E-prescribing growing in popularity across the country
■ About 200,000 office-based prescribers do so electronically, says a national report. The higher numbers could indicate readiness to meet the government's "meaningful use" requirements.
By Pamela Lewis Dolan — Posted Oct. 11, 2010
The latest audit of electronic prescribing activity in all 50 states reports that one of every three physicians, nurse practitioners and physician assistants in the United State is e-prescribing.
At the fifth annual Safe-Rx Awards in September, held for the first time at the U.S. Capitol, Surescripts, the nation's largest e-prescribing network, announced that Massachusetts ranked first for e-prescribing activity. In that state, 57% of prescribers could do so electronically, and 32% of eligible prescriptions were sent electronically in 2009. Awards are given to the top 10 states with the most e-prescribing activity.
Massachusetts was followed by Michigan and Rhode Island. Three states -- Hawaii, Indiana and Florida -- joined the list for the first time in the eighth, ninth and 10th spots, respectively.
States were ranked on three factors: percentage of e-prescriptions, electronic use of medication history and electronic use of prescription benefits information. This meant that a state with a higher percentage of electronic prescriptions could rank lower than a state with fewer electronic prescriptions, depending on their performance in the other measures.
Paul Uhrig, chief administrative officer for Surescripts, said that because the audit is more comprehensive, this year's rankings can serve as a proxy for states' readiness to meet the federal government's "meaningful use" requirements.
Meaningful use requirements are a set of criteria pertaining to the use of electronic medical records that physicians must meet to qualify for Medicare or Medicaid bonuses starting in 2011.
At the September event, David Blumenthal, MD, the national health information technology coordinator, said two core meaningful use objectives relate to e-prescribing: maintenance of an active medication list and the electronic transmission of prescriptions.
In addition, physicians must chose five objectives from a list of 10 to focus on. Two that involve e-prescribing -- drug formulary checks and medication reconciliation -- are on that list.

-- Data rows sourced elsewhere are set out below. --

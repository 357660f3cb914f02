//! Special stats - the superlatives of a review
//!
//! Everything here looks at live videos only: the longest stream, the longest
//! run of consecutive streaming days, the month with the most streamed time and
//! the categories streamed the longest.

use std::collections::BTreeMap;

use chrono::{DateTime, Datelike, NaiveDate, Utc};
use serde::{Deserialize, Serialize};

use super::{round_half_up, ReviewOptions, Tally};
use crate::types::VideoRecord;

/// A single live video as shown in highlights.
#[derive(Debug, Clone, PartialEq, Eq, Serialize, Deserialize)]
#[serde(rename_all = "camelCase")]
pub struct LiveSummary {
    pub video_id: String,
    pub title: String,
    /// Duration in seconds
    pub duration: i64,
    /// Publish timestamp as delivered
    pub publish_date: String,
}

impl From<&VideoRecord> for LiveSummary {
    fn from(video: &VideoRecord) -> Self {
        Self {
            video_id: video.video_id.clone(),
            title: video.title.clone(),
            duration: video.duration_secs(),
            publish_date: video.publish_date.clone(),
        }
    }
}

/// The longest run of consecutive days with at least one live video.
#[derive(Debug, Clone, PartialEq, Eq, Serialize, Deserialize)]
#[serde(rename_all = "camelCase")]
pub struct LiveStreak {
    pub days: i64,
    pub start_date: NaiveDate,
    pub end_date: NaiveDate,
    /// Live seconds streamed during the streak
    pub total_duration: i64,
    /// Streams of the streak, by day then publish time
    pub items: Vec<LiveSummary>,
}

/// Month with the most live seconds.
#[derive(Debug, Clone, Copy, PartialEq, Eq, Serialize, Deserialize)]
#[serde(rename_all = "camelCase")]
pub struct MonthActivity {
    /// Month 1-12
    pub month: u32,
    pub total_duration: i64,
}

/// A category's share of all category-attributed live time.
#[derive(Debug, Clone, PartialEq, Eq, Serialize, Deserialize)]
#[serde(rename_all = "camelCase")]
pub struct CategoryShare {
    pub category: String,
    pub total_duration: i64,
    /// Rounded percentage of the summed category durations
    pub percentage: i64,
}

/// Superlatives computed over the live videos of a review.
#[derive(Debug, Clone, Default, PartialEq, Eq, Serialize, Deserialize)]
#[serde(rename_all = "camelCase")]
pub struct SpecialStats {
    pub longest_live: Option<LiveSummary>,
    pub longest_streak_days: i64,
    pub longest_live_streak: Option<LiveStreak>,
    pub most_active_month: Option<MonthActivity>,
    pub top_game: Option<CategoryShare>,
    pub second_top_game: Option<CategoryShare>,
    pub distinct_game_count: usize,
    pub distinct_game_list: Vec<String>,
}

/// Streak being walked over sorted day keys.
struct StreakRun<'a> {
    days: i64,
    start: NaiveDate,
    end: NaiveDate,
    total_duration: i64,
    items: Vec<(DateTime<Utc>, &'a VideoRecord)>,
}

impl<'a> StreakRun<'a> {
    fn start(day: NaiveDate, items: &[(DateTime<Utc>, &'a VideoRecord)]) -> Self {
        Self {
            days: 1,
            start: day,
            end: day,
            total_duration: day_duration(items),
            items: items.to_vec(),
        }
    }

    fn extend(&mut self, day: NaiveDate, items: &[(DateTime<Utc>, &'a VideoRecord)]) {
        self.days += 1;
        self.end = day;
        self.total_duration = self.total_duration.saturating_add(day_duration(items));
        self.items.extend_from_slice(items);
    }

    /// Longer wins, then more streamed time, then the later end date.
    fn beats(&self, other: &StreakRun<'_>) -> bool {
        (self.days, self.total_duration, self.end) > (other.days, other.total_duration, other.end)
    }

    fn into_streak(self) -> LiveStreak {
        LiveStreak {
            days: self.days,
            start_date: self.start,
            end_date: self.end,
            total_duration: self.total_duration,
            items: self
                .items
                .into_iter()
                .map(|(_, video)| LiveSummary::from(video))
                .collect(),
        }
    }
}

fn day_duration(items: &[(DateTime<Utc>, &VideoRecord)]) -> i64 {
    items
        .iter()
        .fold(0i64, |acc, (_, v)| acc.saturating_add(v.duration_secs()))
}

fn keep_better<'a>(best: Option<StreakRun<'a>>, candidate: StreakRun<'a>) -> Option<StreakRun<'a>> {
    match best {
        Some(best) if !candidate.beats(&best) => Some(best),
        _ => Some(candidate),
    }
}

fn longest_streak(live: &[&VideoRecord], options: &ReviewOptions) -> Option<LiveStreak> {
    let mut by_day: BTreeMap<NaiveDate, Vec<(DateTime<Utc>, &VideoRecord)>> = BTreeMap::new();
    for video in live.iter().copied() {
        if let Some(ts) = video.published_at() {
            let day = ts.with_timezone(&options.utc_offset).date_naive();
            by_day.entry(day).or_default().push((ts, video));
        }
    }

    let mut best: Option<StreakRun<'_>> = None;
    let mut current: Option<StreakRun<'_>> = None;
    let mut prev_day: Option<NaiveDate> = None;

    for (day, items) in by_day.iter_mut() {
        items.sort_by_key(|(ts, _)| *ts);

        match (current.as_mut(), prev_day) {
            (Some(run), Some(prev)) if (*day - prev).num_days() == 1 => run.extend(*day, items),
            _ => {
                if let Some(run) = current.take() {
                    best = keep_better(best, run);
                }
                current = Some(StreakRun::start(*day, items));
            }
        }
        prev_day = Some(*day);
    }
    if let Some(run) = current {
        best = keep_better(best, run);
    }

    best.map(StreakRun::into_streak)
}

fn share(category: String, total_duration: i64, total: i64) -> CategoryShare {
    let percentage = if total > 0 {
        round_half_up(total_duration as f64 / total as f64 * 100.0)
    } else {
        0
    };
    CategoryShare {
        category,
        total_duration,
        percentage,
    }
}

/// Compute special stats with days and months cut in UTC.
pub fn compute_special_stats(videos: &[VideoRecord]) -> SpecialStats {
    compute_special_stats_with(videos, &ReviewOptions::default())
}

/// Compute special stats for a collection of videos.
///
/// Only live videos are considered. Videos whose publish date cannot be
/// parsed still count for the longest stream and category time, but not for
/// streaks or the busiest month.
pub fn compute_special_stats_with(videos: &[VideoRecord], options: &ReviewOptions) -> SpecialStats {
    let live: Vec<&VideoRecord> = videos.iter().filter(|v| v.is_live()).collect();
    if live.is_empty() {
        return SpecialStats::default();
    }

    // First encountered wins ties
    let longest_live = live
        .iter()
        .copied()
        .reduce(|best, v| {
            if v.duration_secs() > best.duration_secs() {
                v
            } else {
                best
            }
        })
        .map(LiveSummary::from);

    let longest_live_streak = longest_streak(&live, options);

    let mut month_durations: Tally<u32> = Tally::default();
    for video in &live {
        if let Some(ts) = video.published_at() {
            let month = ts.with_timezone(&options.utc_offset).month();
            month_durations.add(&month, video.duration_secs());
        }
    }
    let most_active_month = month_durations
        .into_ranked()
        .into_iter()
        .next()
        .map(|(month, total_duration)| MonthActivity {
            month,
            total_duration,
        });

    let mut category_durations: Tally<String> = Tally::default();
    for video in &live {
        for category in &video.matched_categories {
            category_durations.add(category, video.duration_secs());
        }
    }
    let total_category_duration = category_durations.total();
    let ranked = category_durations.into_ranked();

    let mut shares = ranked
        .iter()
        .take(2)
        .map(|(category, secs)| share(category.clone(), *secs, total_category_duration));
    let top_game = shares.next();
    let second_top_game = shares.next();

    let distinct_game_list: Vec<String> = ranked.into_iter().map(|(category, _)| category).collect();

    tracing::debug!(
        live_videos = live.len(),
        categories = distinct_game_list.len(),
        "Computed special stats"
    );

    SpecialStats {
        longest_live,
        longest_streak_days: longest_live_streak.as_ref().map_or(0, |s| s.days),
        longest_live_streak,
        most_active_month,
        top_game,
        second_top_game,
        distinct_game_count: distinct_game_list.len(),
        distinct_game_list,
    }
}

#[cfg(test)]
mod tests {
    use super::*;
    use chrono::FixedOffset;

    fn live(id: &str, date: &str, duration: Option<i64>, categories: &[&str]) -> VideoRecord {
        VideoRecord {
            video_id: id.to_string(),
            title: format!("Stream {}", id),
            publish_date: date.to_string(),
            duration,
            video_type: "直播".to_string(),
            matched_categories: categories.iter().map(|c| c.to_string()).collect(),
            ..Default::default()
        }
    }

    #[test]
    fn test_no_live_videos() {
        let videos = vec![VideoRecord {
            video_type: "shorts".to_string(),
            publish_date: "2024-01-01T00:00:00Z".to_string(),
            duration: Some(30),
            ..Default::default()
        }];
        let special = compute_special_stats(&videos);
        assert_eq!(special, SpecialStats::default());
        assert!(special.longest_live.is_none());
        assert_eq!(special.longest_streak_days, 0);
        assert!(special.distinct_game_list.is_empty());
    }

    #[test]
    fn test_consecutive_days_streak() {
        let videos = vec![
            live("a", "2024-01-01T12:00:00Z", Some(3600), &[]),
            live("b", "2024-01-02T12:00:00Z", Some(3600), &[]),
            live("c", "2024-01-03T12:00:00Z", Some(3600), &[]),
        ];
        let special = compute_special_stats(&videos);
        assert_eq!(special.longest_streak_days, 3);

        let streak = special.longest_live_streak.unwrap();
        assert_eq!(streak.start_date, NaiveDate::from_ymd_opt(2024, 1, 1).unwrap());
        assert_eq!(streak.end_date, NaiveDate::from_ymd_opt(2024, 1, 3).unwrap());
        assert_eq!(streak.total_duration, 10800);
        assert_eq!(streak.items.len(), 3);
    }

    #[test]
    fn test_single_day_and_gap() {
        let videos = vec![
            live("a", "2024-03-01T10:00:00Z", Some(100), &[]),
            live("b", "2024-03-01T20:00:00Z", Some(100), &[]),
        ];
        assert_eq!(compute_special_stats(&videos).longest_streak_days, 1);

        let videos = vec![
            live("a", "2024-03-01T10:00:00Z", Some(100), &[]),
            live("b", "2024-03-03T10:00:00Z", Some(100), &[]),
            live("c", "2024-03-04T10:00:00Z", Some(100), &[]),
        ];
        assert_eq!(compute_special_stats(&videos).longest_streak_days, 2);
    }

    #[test]
    fn test_streak_tie_breaks_on_duration_then_end_date() {
        let videos = vec![
            live("a", "2024-01-01T10:00:00Z", Some(100), &[]),
            live("b", "2024-01-02T10:00:00Z", Some(100), &[]),
            live("c", "2024-01-10T10:00:00Z", Some(500), &[]),
            live("d", "2024-01-11T10:00:00Z", Some(100), &[]),
        ];
        let streak = compute_special_stats(&videos).longest_live_streak.unwrap();
        assert_eq!(streak.start_date, NaiveDate::from_ymd_opt(2024, 1, 10).unwrap());

        let videos = vec![
            live("a", "2024-01-01T10:00:00Z", Some(100), &[]),
            live("b", "2024-01-02T10:00:00Z", Some(100), &[]),
            live("c", "2024-01-10T10:00:00Z", Some(100), &[]),
            live("d", "2024-01-11T10:00:00Z", Some(100), &[]),
        ];
        let streak = compute_special_stats(&videos).longest_live_streak.unwrap();
        assert_eq!(streak.end_date, NaiveDate::from_ymd_opt(2024, 1, 11).unwrap());
    }

    #[test]
    fn test_streak_items_sorted_by_time() {
        let videos = vec![
            live("late", "2024-01-02T20:00:00Z", Some(1), &[]),
            live("early", "2024-01-02T08:00:00Z", Some(1), &[]),
            live("first", "2024-01-01T23:00:00Z", Some(1), &[]),
        ];
        let streak = compute_special_stats(&videos).longest_live_streak.unwrap();
        let ids: Vec<_> = streak.items.iter().map(|i| i.video_id.as_str()).collect();
        assert_eq!(ids, vec!["first", "early", "late"]);
    }

    #[test]
    fn test_streak_respects_offset() {
        // 2024-01-01T17:00Z is Jan 2 in Taipei
        let videos = vec![
            live("a", "2024-01-01T01:00:00Z", Some(1), &[]),
            live("b", "2024-01-01T17:00:00Z", Some(1), &[]),
        ];
        assert_eq!(compute_special_stats(&videos).longest_streak_days, 1);

        let taipei = ReviewOptions::with_offset(FixedOffset::east_opt(8 * 3600).unwrap());
        assert_eq!(
            compute_special_stats_with(&videos, &taipei).longest_streak_days,
            2
        );
    }

    #[test]
    fn test_longest_live_first_wins_ties() {
        let videos = vec![
            live("short", "2024-01-01T00:00:00Z", Some(10), &[]),
            live("first", "2024-01-02T00:00:00Z", Some(7200), &[]),
            live("second", "2024-01-03T00:00:00Z", Some(7200), &[]),
        ];
        let longest = compute_special_stats(&videos).longest_live.unwrap();
        assert_eq!(longest.video_id, "first");
        assert_eq!(longest.duration, 7200);
    }

    #[test]
    fn test_missing_duration_counts_as_zero() {
        let videos = vec![live("a", "2024-01-01T00:00:00Z", None, &["A"])];
        let special = compute_special_stats(&videos);
        assert_eq!(special.longest_live.unwrap().duration, 0);
        let top = special.top_game.unwrap();
        assert_eq!(top.total_duration, 0);
        assert_eq!(top.percentage, 0);
    }

    #[test]
    fn test_top_categories_double_count() {
        let videos = vec![
            live("a", "2024-01-01T00:00:00Z", Some(100), &["A"]),
            live("b", "2024-01-02T00:00:00Z", Some(50), &["A", "B"]),
        ];
        let special = compute_special_stats(&videos);

        assert_eq!(
            special.top_game,
            Some(CategoryShare {
                category: "A".to_string(),
                total_duration: 150,
                percentage: 75,
            })
        );
        assert_eq!(
            special.second_top_game,
            Some(CategoryShare {
                category: "B".to_string(),
                total_duration: 50,
                percentage: 25,
            })
        );
        assert_eq!(special.distinct_game_list, vec!["A", "B"]);
        assert_eq!(special.distinct_game_count, 2);
    }

    #[test]
    fn test_most_active_month_first_inserted_wins_ties() {
        let videos = vec![
            live("a", "2024-05-01T00:00:00Z", Some(100), &[]),
            live("b", "2024-02-01T00:00:00Z", Some(100), &[]),
            live("c", "2024-03-01T00:00:00Z", Some(40), &[]),
        ];
        let month = compute_special_stats(&videos).most_active_month.unwrap();
        assert_eq!(month.month, 5);
        assert_eq!(month.total_duration, 100);
    }

    #[test]
    fn test_unparseable_date_excluded_from_calendar_stats() {
        let videos = vec![
            live("bad", "yesterday", Some(9000), &["A"]),
            live("ok", "2024-07-01T00:00:00Z", Some(100), &["B"]),
        ];
        let special = compute_special_stats(&videos);
        assert_eq!(special.longest_live.unwrap().video_id, "bad");
        assert_eq!(special.longest_streak_days, 1);
        assert_eq!(special.most_active_month.unwrap().month, 7);
        assert_eq!(special.top_game.unwrap().category, "A");
    }
}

Uhrig said the information in the state rankings will give the government a sense of how effective its resources have been in terms of driving meaningful use of EMR systems. "Whether it's a redeployment of resources or a refocus or a different use of resources ... you can perhaps reprioritize at a higher level based on what's happening with e-prescribing," he said.
Surescripts Annual Progress Report, separate from the Safe-Rx Award rankings, showed widespread growth in e-prescribing. In 2009, 47 states more than doubled their use of prescription routing, and 39 more than doubled their use of prescription benefit information. About 200,000 office-based prescribers now use e-prescribing.
The report showed that the number of physicians using e-prescribing tools tied to an EMR has risen in recent years, another indication that e-prescribing rates can be closely tied to EMR use. Currently, 77% of e-prescribers use an EMR to prescribe, up from 54% at the end of 2007.